## Task input

use std::sync::Once;

/// Logger configuration.
///
/// `env_filter` follows the `env_logger` filter syntax (e.g. "info",
/// "strata_engine::graph=trace,wgpu=warn"). When it is `None`, `RUST_LOG` is
/// consulted, and `default_level` applies when neither is present.
#[derive(Debug, Clone)]
pub struct LoggingConfig {
    pub env_filter: Option<String>,
    pub write_style: env_logger::WriteStyle,
    pub default_level: log::LevelFilter,
}

impl Default for LoggingConfig {
    fn default() -> Self {
        Self {
            env_filter: None,
            write_style: env_logger::WriteStyle::Auto,
            default_level: log::LevelFilter::Info,
        }
    }
}

static INIT: Once = Once::new();

/// Initializes the global logger once.
///
/// Subsequent calls are ignored, so tests and embedders may call it freely.
pub fn init_logging(config: LoggingConfig) {
    INIT.call_once(|| {
        let mut builder = env_logger::Builder::new();

        match config.env_filter {
            Some(filter) => {
                builder.parse_filters(&filter);
            }
            None => match std::env::var("RUST_LOG") {
                Ok(filter) => {
                    builder.parse_filters(&filter);
                }
                Err(_) => {
                    builder.filter_level(config.default_level);
                }
            },
        }

        builder.write_style(config.write_style);

        // Another logger may already be installed by the host application.
        if builder.try_init().is_err() {
            return;
        }

        log::debug!("logging initialized");
    });
}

## About this exercise
Reproduce every entry, word for word.

## Answer area
use std::sync::Once;

/// Logger configuration.
///
/// `env_filter` follows the `env_logger` filter syntax (e.g. "info",
/// "strata_engine::graph=trace,wgpu=warn"). When it is `None`, `RUST_LOG` is
/// consulted, and `default_level` applies when neither is present.
#[derive(Debug, Clone)]
pub struct LoggingConfig {
    pub env_filter: Option<String>,
    pub write_style: env_logger::WriteStyle,
    pub default_level: log::LevelFilter,
}

impl Default for LoggingConfig {
    fn default() -> Self {
        Self {
            env_filter: None,
            write_style: env_logger::WriteStyle::Auto,
            default_level: log::LevelFilter::Info,
        }
    }
}

static INIT: Once = Once::new();

/// Initializes the global logger once.
///
/// Subsequent calls are ignored, so tests and embedders may call it freely.
pub fn init_logging(config: LoggingConfig) {
    INIT.call_once(|| {
        let mut builder = env_logger::Builder::new();

        match config.env_filter {
            Some(filter) => {
                builder.parse_filters(&filter);
            }
            None => match std::env::var("RUST_LOG") {
                Ok(filter) => {
                    builder.parse_filters(&filter);
                }
                Err(_) => {
                    builder.filter_level(config.default_level);
                }
            },
        }

        builder.write_style(config.write_style);

        // Another logger may already be installed by the host application.
        if builder.try_init().is_err() {
            return;
        }

        log::debug!("logging initialized");
    });
}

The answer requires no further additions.